Explainable AI technique

Class activation mapping methods are explainable AI (XAI) techniques used to visualize the regions of an input image that are the most relevant for a particular task, especially image classification, in convolutional neural networks (CNNs). These methods generate heatmaps by weighting the feature maps from a convolutional layer according to their relevance to the target class.

CNNs are designed to process spatially structured data, such as images, exploiting a series of convolution, non-linear activation, and pooling operations to extract relevant features contained in the so-called feature maps from input data. CNNs have proven to be highly effective in a variety of computer vision and image processing tasks. Despite their strengths, CNNs (and deep-learning models more broadly) are described as black boxes due to their complex and non-transparent internal layers of representation. The need to interpret decision-making processes gave birth to XAI techniques.

Class-activation mapping methods were originally developed for class-discriminative scenarios to visualize which parts of the input image influenced the classification decision, namely to visually highlight the regions of those feature maps that contribute most strongly to the prediction of a given class.

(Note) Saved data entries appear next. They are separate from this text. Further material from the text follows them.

// Copyright 2025 the Sumi Authors
// SPDX-License-Identifier: Apache-2.0 OR MIT

//! Stroke bounds: the canvas-space rectangle the distance-field texture is
//! mapped onto.

use peniko::kurbo::{Point, Rect};

use crate::stroke::StrokePoint;

/// Margin floor in canvas units.
const MIN_MARGIN: f64 = 20.0;
/// Adaptive margin as a fraction of the stroke extent.
const MARGIN_FRACTION: f64 = 0.1;

/// Axis-aligned stroke bounds.
///
/// Must be strictly positive in both axes before any GPU resource is
/// allocated for the stroke; see [`Bounds::is_renderable`].
#[derive(Clone, Copy, Debug, PartialEq)]
pub struct Bounds {
    rect: Rect,
}

impl Bounds {
    pub fn new(rect: Rect) -> Self {
        Self { rect }
    }

    pub fn rect(&self) -> Rect {
        self.rect
    }

    pub fn min_x(&self) -> f64 {
        self.rect.x0
    }

    pub fn min_y(&self) -> f64 {
        self.rect.y0
    }

    pub fn width(&self) -> f64 {
        self.rect.width()
    }

    pub fn height(&self) -> f64 {
        self.rect.height()
    }

    pub fn origin(&self) -> Point {
        Point::new(self.rect.x0, self.rect.y0)
    }

    /// Whether the bounds may back a texture allocation.
    pub fn is_renderable(&self) -> bool {
        self.rect.width() > 0.0 && self.rect.height() > 0.0
    }

    /// Clips to the active view/camera frame. Strokes larger than the frame
    /// lose their off-screen extent rather than degrading the field's
    /// resolution over invisible area.
    pub fn clip_to(&self, frame: Rect) -> Self {
        Self {
            rect: self.rect.intersect(frame),
        }
    }
}

/// Bounds of the point cloud plus a margin. With `margin: None` the margin
/// adapts: at least [`MIN_MARGIN`] units, or 10% of the stroke extent when
/// that is larger. Returns `None` for empty input.
pub fn calculate_bounds(points: &[StrokePoint], margin: Option<f64>) -> Option<Bounds> {
    let first = points.first()?;
    let mut rect = Rect::from_points(first.pos, first.pos);
    for p in &points[1..] {
        rect = rect.union_pt(p.pos);
    }
    let margin = margin.unwrap_or_else(|| {
        let extent = rect.width().max(rect.height());
        (extent * MARGIN_FRACTION).max(MIN_MARGIN)
    });
    Some(Bounds::new(rect.inflate(margin, margin)))
}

More advanced versions of these methods are not limited to image classification tasks, but have been extended also to several vision-related tasks, such as object detection, image captioning, visual question answering, image segmentation, and medical image interpretation.

== Background ==
The following methods laid the groundwork for the class activation maps approaches, forming the conceptual basis of using gradients to highlight class-discriminative regions.

=== Class model visualization and saliency maps for convolutional neural networks ===
The class model visualization and image-specific saliency maps approaches have been presented in the foundational work "Deep Inside Convolutional Networks: Visualising Image Classification Models and Saliency Maps" by Karen Simonyan, Andrea Vedaldi, and Andrew Zisserman; and it generalizes the DeconvNet method by Zeiler and Fergus.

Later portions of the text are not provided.